Records Start Marker

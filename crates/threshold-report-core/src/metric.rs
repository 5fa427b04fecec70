//! Metric identifiers carried by scenario samples.

use serde::{Deserialize, Serialize};

/// A per-threshold measurement a scenario may report.
#[derive(Debug, Clone, Copy, PartialEq, Eq, PartialOrd, Ord, Hash, Serialize, Deserialize)]
#[serde(rename_all = "snake_case")]
pub enum Metric {
    /// Wall-clock seconds for the scenario run.
    ExecutionTime,
    /// Free space divided by total allocated space, in [0, 1].
    FragmentationRatio,
    /// Size of the data segment in bytes.
    DataSegmentBytes,
    /// Free bytes left inside the data segment.
    FreeSpaceBytes,
}

impl Metric {
    pub const ALL: [Self; 4] = [
        Self::ExecutionTime,
        Self::FragmentationRatio,
        Self::DataSegmentBytes,
        Self::FreeSpaceBytes,
    ];

    /// Parse with loose casing; accepts `-` or `_` separators and a few short aliases.
    #[must_use]
    pub fn from_str_loose(raw: &str) -> Option<Self> {
        match raw.trim().to_ascii_lowercase().replace('-', "_").as_str() {
            "execution_time" | "exec_time" | "time" => Some(Self::ExecutionTime),
            "fragmentation_ratio" | "fragmentation" | "frag" => Some(Self::FragmentationRatio),
            "data_segment_bytes" | "data_segment" => Some(Self::DataSegmentBytes),
            "free_space_bytes" | "free_space" => Some(Self::FreeSpaceBytes),
            _ => None,
        }
    }

    /// Stable name used in long-form rows and error messages.
    #[must_use]
    pub const fn as_str(self) -> &'static str {
        match self {
            Self::ExecutionTime => "execution_time",
            Self::FragmentationRatio => "fragmentation_ratio",
            Self::DataSegmentBytes => "data_segment_bytes",
            Self::FreeSpaceBytes => "free_space_bytes",
        }
    }

    /// Byte-count metrics are the only ones memory normalization accepts.
    #[must_use]
    pub const fn is_byte_count(self) -> bool {
        matches!(self, Self::DataSegmentBytes | Self::FreeSpaceBytes)
    }
}

impl std::fmt::Display for Metric {
    fn fmt(&self, f: &mut std::fmt::Formatter<'_>) -> std::fmt::Result {
        f.write_str(self.as_str())
    }
}
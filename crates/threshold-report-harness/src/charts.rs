//! Chart datasets handed to renderers.
//!
//! A chart is a [`ChartSpec`] (visual encoding) plus the rows composed by the core crate.
//! Renderers never look at the sample store.

use std::collections::BTreeSet;

use serde::{Deserialize, Serialize};
use threshold_report_core::{LongFormRow, SummaryRow};

#[derive(Debug, Clone, Copy, PartialEq, Eq, Serialize, Deserialize)]
#[serde(rename_all = "lowercase")]
pub enum ChartKind {
    Line,
    Bar,
}

/// Row column that separates series (legend entries).
#[derive(Debug, Clone, Copy, PartialEq, Eq, Serialize, Deserialize)]
#[serde(rename_all = "snake_case")]
pub enum SeriesField {
    Scenario,
    Metric,
}

/// Visual encoding of one chart.
#[derive(Debug, Clone, PartialEq, Serialize, Deserialize)]
pub struct ChartSpec {
    /// Stable identifier (file names, anchors).
    pub id: String,
    pub title: String,
    pub kind: ChartKind,
    pub x_label: String,
    pub y_label: String,
    /// Legend title.
    pub series_label: String,
    pub series_field: SeriesField,
    pub log_x: bool,
    pub log_y: bool,
    pub markers: bool,
    /// Bars side by side per x value instead of stacked.
    pub grouped: bool,
    /// printf-style value annotation (`.2f`), when values are printed on the marks.
    #[serde(default, skip_serializing_if = "Option::is_none")]
    pub value_format: Option<String>,
}

impl ChartSpec {
    #[must_use]
    pub fn execution_time() -> Self {
        Self {
            id: "execution_time".to_string(),
            title: "Execution Time vs Threshold Size".to_string(),
            kind: ChartKind::Line,
            x_label: "Threshold Size".to_string(),
            y_label: "Execution Time (s)".to_string(),
            series_label: "Allocation Type".to_string(),
            series_field: SeriesField::Scenario,
            log_x: true,
            log_y: true,
            markers: true,
            grouped: false,
            value_format: None,
        }
    }

    #[must_use]
    pub fn fragmentation() -> Self {
        Self {
            id: "fragmentation".to_string(),
            title: "Fragmentation vs Threshold Size".to_string(),
            y_label: "Fragmentation Ratio".to_string(),
            log_y: false,
            ..Self::execution_time()
        }
    }

    #[must_use]
    pub fn memory(scenario_label: &str, unit_label: &str) -> Self {
        Self {
            id: "memory_usage".to_string(),
            title: format!("Memory Usage for {scenario_label}"),
            kind: ChartKind::Bar,
            x_label: "Threshold Size".to_string(),
            y_label: format!("Memory Size ({unit_label})"),
            series_label: "Type".to_string(),
            series_field: SeriesField::Metric,
            log_x: false,
            log_y: false,
            markers: false,
            grouped: true,
            value_format: None,
        }
    }

    #[must_use]
    pub fn speedup() -> Self {
        Self {
            id: "speedup".to_string(),
            title: "Performance Improvement Summary".to_string(),
            kind: ChartKind::Bar,
            x_label: "Allocation Type".to_string(),
            y_label: "Speedup Factor".to_string(),
            series_label: "Allocation Type".to_string(),
            series_field: SeriesField::Scenario,
            log_x: false,
            log_y: false,
            markers: false,
            grouped: false,
            value_format: Some(".2f".to_string()),
        }
    }

    /// Short human description of the encoding (`line · markers · log x`).
    #[must_use]
    pub fn encoding_summary(&self) -> String {
        let mut parts = vec![match self.kind {
            ChartKind::Line => "line chart",
            ChartKind::Bar if self.grouped => "grouped bar chart",
            ChartKind::Bar => "bar chart",
        }];
        if self.markers {
            parts.push("markers");
        }
        if self.log_x {
            parts.push("log x");
        }
        if self.log_y {
            parts.push("log y");
        }
        parts.join(" · ")
    }
}

/// Legend key -> display name.
#[derive(Debug, Clone, PartialEq, Serialize, Deserialize)]
pub struct LegendEntry {
    pub key: String,
    pub label: String,
}

/// A multi-series chart over thresholds.
#[derive(Debug, Clone, PartialEq, Serialize, Deserialize)]
pub struct SeriesChart {
    pub spec: ChartSpec,
    pub narrative: String,
    pub legend: Vec<LegendEntry>,
    pub rows: Vec<LongFormRow>,
}

/// Pivoted table view: one row per threshold, one column per series.
#[derive(Debug, Clone, PartialEq)]
pub struct PivotTable {
    pub thresholds: Vec<u64>,
    pub columns: Vec<(String, Vec<Option<f64>>)>,
}

impl SeriesChart {
    /// Key of the series `row` belongs to.
    #[must_use]
    pub fn series_key<'r>(&self, row: &'r LongFormRow) -> &'r str {
        match self.spec.series_field {
            SeriesField::Scenario => &row.scenario,
            SeriesField::Metric => &row.metric,
        }
    }

    #[must_use]
    pub fn label_for<'s>(&'s self, key: &'s str) -> &'s str {
        legend_label(&self.legend, key)
    }

    /// Pivot rows into a threshold x series table, columns in legend order.
    #[must_use]
    pub fn pivot(&self) -> PivotTable {
        let thresholds: Vec<u64> = self
            .rows
            .iter()
            .map(|row| row.threshold)
            .collect::<BTreeSet<_>>()
            .into_iter()
            .collect();

        let columns = self
            .legend
            .iter()
            .filter(|entry| self.rows.iter().any(|row| self.series_key(row) == entry.key))
            .map(|entry| {
                let values = thresholds
                    .iter()
                    .map(|&threshold| {
                        self.rows
                            .iter()
                            .find(|row| row.threshold == threshold && self.series_key(row) == entry.key)
                            .map(|row| row.value)
                    })
                    .collect();
                (entry.label.clone(), values)
            })
            .collect();

        PivotTable {
            thresholds,
            columns,
        }
    }
}

/// One value per scenario.
#[derive(Debug, Clone, PartialEq, Serialize, Deserialize)]
pub struct SummaryChart {
    pub spec: ChartSpec,
    pub narrative: String,
    pub legend: Vec<LegendEntry>,
    pub rows: Vec<SummaryRow>,
}

impl SummaryChart {
    #[must_use]
    pub fn label_for<'s>(&'s self, key: &'s str) -> &'s str {
        legend_label(&self.legend, key)
    }
}

fn legend_label<'s>(legend: &'s [LegendEntry], key: &'s str) -> &'s str {
    legend
        .iter()
        .find(|entry| entry.key == key)
        .map_or(key, |entry| entry.label.as_str())
}

/// Format `value` according to a `.Nf` spec; shortest round-trip form otherwise.
#[must_use]
pub fn format_value(value: f64, value_format: Option<&str>) -> String {
    let precision = value_format
        .and_then(|f| f.strip_prefix('.'))
        .and_then(|f| f.strip_suffix('f'))
        .and_then(|digits| digits.parse::<usize>().ok());
    match precision {
        Some(precision) => format!("{value:.precision$}"),
        None => value.to_string(),
    }
}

Records End Marker

Aim of the task
Scan the material above for the string "ExecutionTime" and report each line where you find it.

Solution for this task
    ExecutionTime,
        Self::ExecutionTime,
            "execution_time" | "exec_time" | "time" => Some(Self::ExecutionTime),
            Self::ExecutionTime => "execution_time",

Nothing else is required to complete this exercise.